Pure action films are definitely a tricky business. If you hurl machines, bodies, and buildings at your audience for two hours without rhyme or reason, accompanied by a relentlessly crashing and slamming soundtrack, you risk inducing boredom.

However, if you present the same action in comprehensible, well-edited, and exciting sequences, you’re more likely to keep them riveted. Happily, George Miller has once again achieved the latter — in spades.

Miller, whose original Mad Max blasted onto the scene more than 35 years ago, makes a triumphant return to the Wasteland and, at age 70, shows that he’s still able to school younger filmmakers in how one does action right.

His outrageously exciting Mad Max: Fury Road is a garishly-colored jolt of adrenaline that strips plot to the barest minimum in order to deliver the bone-crushing goods. From its striking opening scenes, Fury Road hurtles us back into Max’s world, giving us in shorthand everything we need to know about the society in which he now dwells. No superhero, Max (Tom Hardy) is a mournful survivor suffering from PTSD who’s immediately kidnapped by the “War Boys” of Immortan Joe (Hugh Keays-Byrne), the half-human, half-machine leader of a society of cliff dwellers that keeps its subservient populace under control with the occasional gift of precious water, pumped from underground wells to a surface that has been irreparably blighted by man.

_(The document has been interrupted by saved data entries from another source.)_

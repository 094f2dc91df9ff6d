//! Serializable core configuration
//!
//! Everything the wrapper would otherwise hard-wire: master tick rate,
//! divider setting, tone parameters, synthetic sync timing and key layout.
//! Stored as JSON; every field falls back to its default when absent.

use crate::divider::DutyMode;
use crate::keyboard::KeyBindings;
use crate::stimulus::VideoTiming;
use crate::{CoreError, Result};
use log::{debug, warn};
use serde::{Deserialize, Serialize};
use std::fs;
use std::path::Path;

/// NTSC colour-burst multiple driving the console (2 x 3.579545 MHz)
pub const DEFAULT_TICK_RATE_HZ: u32 = 7_159_090;

/// Divider setting
#[derive(Debug, Clone, Copy, PartialEq, Eq, Serialize, Deserialize)]
#[serde(default)]
pub struct DividerConfig {
    /// Period is `divisor + 1` master ticks
    pub divisor: u16,
    /// Derived tick shape
    pub duty: DutyMode,
}

impl Default for DividerConfig {
    fn default() -> Self {
        Self {
            divisor: 1,
            duty: DutyMode::Short,
        }
    }
}

/// Tone and PCM output setting
#[derive(Debug, Clone, Copy, PartialEq, Eq, Serialize, Deserialize)]
#[serde(default)]
pub struct AudioConfig {
    /// Phase increment per master tick
    pub freq: u16,
    /// Left volume (4.12 fixed point)
    pub vol_left: i16,
    /// Right volume (4.12 fixed point)
    pub vol_right: i16,
    /// Output sample rate for rendered audio
    pub sample_rate: u32,
}

impl Default for AudioConfig {
    fn default() -> Self {
        Self {
            freq: 2_000,
            vol_left: 0x0800,
            vol_right: 0x0800,
            sample_rate: 44_100,
        }
    }
}

/// Complete core configuration
#[derive(Debug, Clone, PartialEq, Eq, Serialize, Deserialize)]
#[serde(default)]
pub struct CoreConfig {
    /// Master tick rate
    pub tick_rate_hz: u32,
    /// Divider setting
    pub divider: DividerConfig,
    /// Tone setting
    pub audio: AudioConfig,
    /// Synthetic sync timing
    pub video: VideoTiming,
    /// Key layout
    pub keys: KeyBindings,
}

impl Default for CoreConfig {
    fn default() -> Self {
        Self {
            tick_rate_hz: DEFAULT_TICK_RATE_HZ,
            divider: DividerConfig::default(),
            audio: AudioConfig::default(),
            video: VideoTiming::default(),
            keys: KeyBindings::default(),
        }
    }
}

impl CoreConfig {
    /// Parse from a JSON string
    pub fn from_json_str(json: &str) -> Result<Self> {
        serde_json::from_str(json).map_err(|e| CoreError::ConfigError(e.to_string()))
    }

    /// Serialize to pretty JSON
    pub fn to_json_string(&self) -> Result<String> {
        serde_json::to_string_pretty(self).map_err(|e| CoreError::ConfigError(e.to_string()))
    }

    /// Load and validate a JSON config file
    pub fn load(path: impl AsRef<Path>) -> Result<Self> {
        let path = path.as_ref();
        let text = fs::read_to_string(path)?;
        let config = Self::from_json_str(&text)
            .map_err(|e| CoreError::ConfigError(format!("{}: {e}", path.display())))?;
        config.validate()?;
        debug!("loaded config from {}", path.display());
        Ok(config)
    }

    /// Write as pretty JSON
    pub fn save(&self, path: impl AsRef<Path>) -> Result<()> {
        let path = path.as_ref();
        fs::write(path, self.to_json_string()?)?;
        debug!("saved config to {}", path.display());
        Ok(())
    }

    /// Check value ranges and key bindings
    ///
    /// Sync timing that never reaches the blanking thresholds is allowed
    /// (it reproduces a stuck detector) but logged as a warning.
    pub fn validate(&self) -> Result<()> {
        if self.tick_rate_hz == 0 {
            return Err(CoreError::ConfigError("tick_rate_hz must be non-zero".into()));
        }
        if self.divider.divisor == 0 {
            return Err(CoreError::ConfigError("divisor must be at least 1".into()));
        }
        if self.audio.sample_rate == 0 || self.audio.sample_rate > self.tick_rate_hz {
            return Err(CoreError::ConfigError(format!(
                "sample_rate {} must be in 1..={}",
                self.audio.sample_rate, self.tick_rate_hz
            )));
        }
        self.video.validate()?;
        self.keys.validate()?;
        if !self.video.reaches_thresholds() {
            warn!(
                "sync timing {}x{} never reaches the blanking thresholds; blanking will stay latched",
                self.video.h_period, self.video.lines
            );
        }
        Ok(())
    }

    /// Set the divider
    pub fn with_divider(mut self, divisor: u16, duty: DutyMode) -> Self {
        self.divider = DividerConfig { divisor, duty };
        self
    }

    /// Set the tone frequency input
    pub fn with_freq(mut self, freq: u16) -> Self {
        self.audio.freq = freq;
        self
    }

    /// Set both channel volumes
    pub fn with_volume(mut self, vol_left: i16, vol_right: i16) -> Self {
        self.audio.vol_left = vol_left;
        self.audio.vol_right = vol_right;
        self
    }

    /// Set the rendered sample rate
    pub fn with_sample_rate(mut self, sample_rate: u32) -> Self {
        self.audio.sample_rate = sample_rate;
        self
    }

    /// Master ticks per second of derived ticks
    pub fn derived_tick_rate_hz(&self) -> f64 {
        f64::from(self.tick_rate_hz) / (f64::from(self.divider.divisor) + 1.0)
    }

    /// Approximate output tone for the configured `freq`
    pub fn tone_hz(&self) -> f64 {
        crate::audio::tone_frequency_hz(f64::from(self.tick_rate_hz), self.audio.freq)
    }
}

#[cfg(test)]
mod tests {
    use super::*;
    use approx::assert_relative_eq;

    #[test]
    fn test_defaults_validate() {
        let config = CoreConfig::default();
        assert!(config.validate().is_ok());
        assert_eq!(config.tick_rate_hz, 7_159_090);
        assert_eq!(config.divider.divisor, 1);
        assert_eq!(config.divider.duty, DutyMode::Short);
        assert_eq!(config.audio.sample_rate, 44_100);
    }

    #[test]
    fn test_partial_json_uses_defaults() {
        let config =
            CoreConfig::from_json_str(r#"{"divider": {"divisor": 8}, "audio": {"freq": 500}}"#)
                .unwrap();
        assert_eq!(config.divider.divisor, 8);
        assert_eq!(config.divider.duty, DutyMode::Short);
        assert_eq!(config.audio.freq, 500);
        assert_eq!(config.audio.vol_left, 0x0800);
        assert_eq!(config.keys, KeyBindings::default());
    }

    #[test]
    fn test_duty_is_lowercase() {
        let config = CoreConfig::from_json_str(r#"{"divider": {"duty": "half"}}"#).unwrap();
        assert_eq!(config.divider.duty, DutyMode::Half);
        assert!(CoreConfig::from_json_str(r#"{"divider": {"duty": "Half"}}"#).is_err());
    }

    #[test]
    fn test_json_roundtrip() {
        let config = CoreConfig::default()
            .with_divider(24, DutyMode::Half)
            .with_freq(1234)
            .with_volume(0x1000, -0x1000);
        let json = config.to_json_string().unwrap();
        assert_eq!(CoreConfig::from_json_str(&json).unwrap(), config);
    }

    #[test]
    fn test_validate_rejects() {
        let zero_div = CoreConfig::default().with_divider(0, DutyMode::Short);
        assert!(matches!(zero_div.validate(), Err(CoreError::ConfigError(_))));

        let fast = CoreConfig::default().with_sample_rate(DEFAULT_TICK_RATE_HZ + 1);
        assert!(fast.validate().is_err());

        let mut dup = CoreConfig::default();
        dup.keys.deselect = dup.keys.serve;
        assert!(dup.validate().is_err());
    }

    #[test]
    fn test_short_lines_are_allowed() {
        let mut config = CoreConfig::default();
        config.video.h_period = 50;
        config.video.h_sync_width = 4;
        assert!(config.validate().is_ok());
    }

    #[test]
    fn test_save_and_load() {
        let dir = tempfile::tempdir().unwrap();
        let path = dir.path().join("core.json");
        let config = CoreConfig::default().with_freq(777);
        config.save(&path).unwrap();
        assert_eq!(CoreConfig::load(&path).unwrap(), config);
    }

    #[test]
    fn test_load_missing_file_is_io_error() {
        let err = CoreConfig::load("/nonexistent/ay38500.json").unwrap_err();
        assert!(matches!(err, CoreError::Io(_)));
    }

    #[test]
    fn test_derived_rates() {
        let config = CoreConfig::default();
        assert_relative_eq!(config.derived_tick_rate_hz(), 3_579_545.0);
        assert!(config.tone_hz() > 0.0);
    }
}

Right off the bat, Max finds himself literally attached as a “blood bag” to insane War Boy Nux (Nicholas Hoult), who is desperate to earn the affection of his master and be carried henceforth through the gates of Valhalla. When word reaches Joe that one of his prize warriors, Furiosa (Charlize Theron), has gone rogue, kidnapping his harem of breeders and escaping his realm, Nux snatches his chance to get them back and earn his reward.

 

Thus the stage is set for a two-hour chase that, in less talented hands, would become stultifying, but Miller knows how to keep the engines revving. He’s always had a gift for populating his Max films with interestingly bizarre secondary characters, and Fury Road is no exception. In addition to Joe’s army of maniacal War Boys on a fleet of vehicles modified for maximum mayhem, there’s a canyon-dwelling motorcycle gang, a strange group of stilt-walking swamp-dwellers and — most surprising for this genre — a mob of elderly female warriors who provide a link to Furiosa’s past and hold the key to the world’s survival.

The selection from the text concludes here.